Sharding is partitioning on steroids and allows us to store parts of the database table (shards) on different servers. Distributed databases are often built with the concept of shards, but traditional SQL servers cannot automatically shard data, since they only work with one main server and replicas. So what can we do?
We can investigate whether some clustering solution like MySQL Cluster for MySQL or Citus for PostgreSQL would solve our scaling problem. This solutions are built to provide “horizontally scalable SQL database” but they are not without limitations. For instance, MySQL Cluster doesn’t work with classic InnoDb engine, so we cannot just write applications like we used to.
Another option is to shard data manually on the application layer. This brings additional complexity to the application where we need to manage multiple connections to different servers and query the databases appropriately, but it is a solution to consider.
Don’t store everything in one table
If the amount of data is our primary issue and our tables are becoming too large, we should think about whether we can put this data elsewhere.
If we do need the data occasionally and we don’t need any UNIQUE indexes across the whole table, we can simply divide the data into multiple tables. For instance, we can separate data from different customers or store older data in archive tables. This way we can keep our tables smaller and more performant.
In some cases we might even decide that it is okay not to store some data in our primary database and either simply delete them or move them to another storage system.
Process data outside of the SQL database
Sometimes relational SQL databases are just not enough. For instance, we might want to create data workflows that are unfit for such systems or we might not be able to make changes to the schema or change how existing programs interact with the database. Maybe we reached our limits in scaling the current data processing and we need more. So what now?
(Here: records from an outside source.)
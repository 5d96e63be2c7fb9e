//! Host snapshot command.

use hostscope_core::domain::SystemInfo;

use crate::app::AppState;

/// Take a fresh host snapshot.
///
/// Best-effort by contract: facts the platform cannot determine come back
/// as `null` fields, so this command never fails.
#[tauri::command]
pub fn get_system_info(state: tauri::State<'_, AppState>) -> SystemInfo {
    state.host.system_info()
}
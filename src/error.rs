use chrono::{NaiveDate, NaiveDateTime};
use thiserror::Error;

/// Errors raised by the rating and simulation core.
///
/// Every error is fatal to the call that produced it. Nothing is retried and
/// no partial results are kept.
#[derive(Debug, Error, Clone, PartialEq)]
pub enum EloError {
    #[error("game between {home} and {away} on {date} is already complete")]
    AlreadyComplete {
        home: String,
        away: String,
        date: NaiveDateTime,
    },

    #[error("real result on {date} has not been replayed; replay the season before simulating")]
    OutOfOrder { date: NaiveDateTime },

    #[error("tied score {points}-{points} cannot produce a rating change")]
    TiedScore { points: u32 },

    #[error("aggregates require at least one completed trial")]
    NoTrials,

    #[error("invalid argument `{name}`: {reason}")]
    InvalidArgument { name: &'static str, reason: String },

    #[error("{date} falls outside the October-June season")]
    OffSeason { date: NaiveDate },

    #[error("unknown team `{team}`")]
    UnknownTeam { team: String },

    #[error("conference partition is degenerate: {west} western and {east} eastern teams")]
    DegeneratePartition { west: usize, east: usize },

    #[error("{conference} has {found} teams, playoffs need {needed}")]
    InsufficientTeams {
        conference: String,
        found: usize,
        needed: usize,
    },

    #[error("failed to read conference table {path}: {reason}")]
    TableIo { path: String, reason: String },

    #[error("malformed conference table line {line}: {content:?}")]
    MalformedTable { line: usize, content: String },
}

pub type Result<T> = std::result::Result<T, EloError>;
In many cases, the best approach is to move the data to another system and process it there. Fortunately, we can utilize Write Ahead Log (WAL) that stores all changes (INSERTs, UPDATEs, ALTER TABLEs) that the database should perform. We can programmatically read this log and stream it into another system. For instance, we can stream data into Kafka using existing database connectors and allow other applications to read it. Or we can send this data directly to a specialized database, e.g. to an analytical database Clickhouse or to a data lake like Hadoop and process them there. We can also move the data via other means: taking a copy of the database, extracting data with SQL, etc.
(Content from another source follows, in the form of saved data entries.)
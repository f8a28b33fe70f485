/// Rating every team starts the season with
pub const DEFAULT_RATING: f64 = 1500.0;

/// Scale of rating updates per game
pub const K_FACTOR: f64 = 20.0;

/// Largest K factor a configuration may ask for
pub const MAX_K_FACTOR: f64 = 100.0;

/// Rating gap at which the favorite is a 10:1 favorite
pub const ELO_SCALE: f64 = 400.0;

/// Margin of victory multiplier: (margin + OFFSET)^EXPONENT / (BASE + SLOPE * rating_gap)
pub const MARGIN_OFFSET: f64 = 3.0;
pub const MARGIN_EXPONENT: f64 = 0.8;
pub const MULTIPLIER_BASE: f64 = 7.5;
pub const MULTIPLIER_RATING_SLOPE: f64 = 0.0006;

/// Teams per conference that qualify for the playoffs
pub const PLAYOFF_TEAMS: usize = 8;

/// Wins needed to take a best-of-seven series
pub const SERIES_WINS: u32 = 4;

/// Team whose conference is treated as the Western conference
pub const ANCHOR_TEAM: &str = "LAL";

/// Games above which an opponent counts as a conference rival
pub const CROSS_CONFERENCE_GAMES: usize = 2;

/// Number of teams in a full league
pub const LEAGUE_TEAMS: usize = 30;

/// Placeholder scores written into simulated games; only the winner is meaningful
pub const SIMULATED_WINNER_POINTS: u32 = 1;
pub const SIMULATED_LOSER_POINTS: u32 = 0;

/// Monte Carlo trials run when none are configured
pub const DEFAULT_TRIALS: usize = 1000;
If we only want to scale data computation without using a different database system, process data from multiple data sources at once or simply want to organize our data processing better, we can use distributed cluster-computing software such as Apache Spark.
Be aware of the limitations of managed SQL databases
Many people pay for managed SQL databases from cloud providers like AWS or Azure so that they don’t have to worry about maintaining them. However, when we need to scale our traditional SQL store, many scaling options will be actually unavailable to us.
This can include limited ability to change the database configuration, limited hardware options to choose from, limited number of replicas, higher latency, Write Ahead Log might be inaccessible and we might not be able to update the database version to the current, modern version we want. We might not be able to install extensions that would improve performance of our system. Also debugging performance issues on such remote system might be difficult or impossible, since we might not have proper access to the operating system.
So before buying into the dream of never having to worry about a SQL store, we should investigate what the options are and if the managed database offer is actually sufficient.
The presented options are just possible starting points to give us some areas to think about. I didn’t want to go into extra details as scaling SQL databases is not a straightforward operation. We always need to think about our system and the options we have, making every solution unique.